The most important thing here was to ensure that our slush money was the same. Even though my income has always been higher than my wife’s, we’ve always had similar slush money in our separate bank accounts after all monthly payments are made.
Below is a snapshot of what our income and expenses looked like back in 2012 as a duel income married couple. Keep in mind this is before we had kids or gave regularly to charity. For a more recent snapshot of our expenses after becoming debt-free you can check out this blog post.
Step 4: Determine Who Pays What
After writing down all regular expenses, extra payments, and slush money it’s time to determine who pays what expense. After determining the amount of slush money and additional debt paydown, we could then go back into who paid what regular expense. Usually, I paid the larger expenses such as the mortgage and debt payments. She would pay the smaller regular bills. Below is how we separated our bills back in 2012.
Have a Small Emergency Fund
The first question you may have is what happens if an unexpected expense comes up? This is where a small emergency fund comes into play. Since 2011, we have followed Dave Ramsey’s baby steps to paying down debt. The first step is to save at least $1,000 into an emergency fund. This will allow you to pay for the majority of unexpected expenses.
If you are going to use the anti-budget approach, I’d recommend a larger emergency fund before starting to tackle debt. In 2012, we had about $5,000 in savings despite all of our debt. Thankfully we did because we had to replace our HVAC system around this time, which would have been crippling and would have resulted in more debt if we didn’t have this cushion. Because this is more of a laid back budgeting approach, having more of a cushion will allow you to respond to larger unexpected expenses.
Re-adjust at Least Once Per Year
While we do not budget on a monthly basis, it has always been important for us to review our expenses, additional payments, and slush money at the beginning of every year.
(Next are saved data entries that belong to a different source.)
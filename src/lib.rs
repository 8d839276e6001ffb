pub mod channel;
pub mod core;
pub mod delivery;
pub mod events;
pub mod executor;
pub mod scheduler;
pub mod storage;
pub mod testing;
pub mod tools;

pub use crate::core::clock::{Clock, SystemClock};
pub use crate::core::cron::{CronError, CronExpr};
pub use crate::core::job::{Job, JobDraft, JobPatch, JobState, Payload, PayloadError, Schedule};
pub use crate::core::schedule::{next_run_at_ms, ScheduleError};
pub use crate::core::types::{JobId, RunId, RunStatus};

pub use channel::{
    Channel, ChannelId, ChannelMessage, ChannelRegistry, ChannelSelector, SendReceipt,
    UnknownChannel,
};
pub use delivery::{
    DeliverOptions, DeliveryError, DeliveryPayload, DeliveryResult, DeliveryService,
    DeliveryTarget, OutboundDelivery,
};
pub use events::{CronEvent, EventBus, EventHandler};
pub use executor::{
    AgentError, AgentRunner, AgentTurnOutcome, AgentTurnRequest, ExecutionReport, JobExecutor,
};
pub use scheduler::{CronScheduler, SchedulerError, SchedulerStatus};
pub use storage::{
    FileStore, InMemoryStore, JobStore, RunLog, RunRecord, StoreDocument, StoreError,
};
pub use tools::{ContentBlock, CronTool, ToolDefinition, ToolResult};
We’ve had several life changes during this period including two children, day care expenses, increased income through promotions, and many other events.
Re-adjusting once per year allowed us to determine how much we wanted to throw towards debt and not giving or saving. It also allowed us to ensure that we had similar slush money for all of the fun things we wanted to do with our own pool of money.
Moving to a Single Income
After six years of teaching, my wife decided to take a few years off to stay at home with our young children. They are 4-years-old and almost 11 months as of the writing of this post. This decision would not have been possible if we didn’t start to get our financial lives in order back in 2011. What seemed like a painstakingly long journey to become debt-free, came to fruition at the absolute perfect time.
We paid off our mortgage in early August 2018, which was the exact month that my wife received her last paycheck. Even though she has stopped working, we decided not to move to a joint bank account. Instead, I’ve set up my direct deposit at work to where she receives basically the same amount of money per month as when she was teaching. The money that we were paying towards our mortgage, plus some of the additional payments we were making, now goes directly into her bank account.
Should Your Family Have a Joint Bank Account?
There are benefits to married couples having a joint bank account. However, I believe there are also benefits to having a separate bank account. In too many families only one person handles the majority of the money. Having both involved with money allows for shared responsibility.
This approach may not work well if one of you is a natural spender who needs some assistance managing money. It also may not work if there is a lack of communication or trust issues.
What I don’t believe is that married couples should be shunned for keeping separate bank accounts. Every relationship is different and couples should do what is best for their situation.